*REQUIREMENT*: Find out how many lines in the records have the string "events" in them, and state only that number.

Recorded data

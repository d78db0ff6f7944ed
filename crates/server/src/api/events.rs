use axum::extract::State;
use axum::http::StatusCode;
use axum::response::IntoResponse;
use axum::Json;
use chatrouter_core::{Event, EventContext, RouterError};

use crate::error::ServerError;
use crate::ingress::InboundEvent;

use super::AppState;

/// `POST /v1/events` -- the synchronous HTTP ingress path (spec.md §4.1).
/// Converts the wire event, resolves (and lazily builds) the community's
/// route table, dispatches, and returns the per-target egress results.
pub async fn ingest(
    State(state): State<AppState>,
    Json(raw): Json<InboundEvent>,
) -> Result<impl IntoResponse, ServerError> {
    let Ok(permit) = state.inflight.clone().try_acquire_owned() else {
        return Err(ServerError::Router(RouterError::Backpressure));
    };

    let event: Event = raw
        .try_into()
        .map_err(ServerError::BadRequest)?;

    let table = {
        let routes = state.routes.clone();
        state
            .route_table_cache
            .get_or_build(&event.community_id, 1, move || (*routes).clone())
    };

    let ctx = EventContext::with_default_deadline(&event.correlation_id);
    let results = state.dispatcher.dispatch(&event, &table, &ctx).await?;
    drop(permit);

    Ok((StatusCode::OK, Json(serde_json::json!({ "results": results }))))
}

*TASK ANSWER*: 2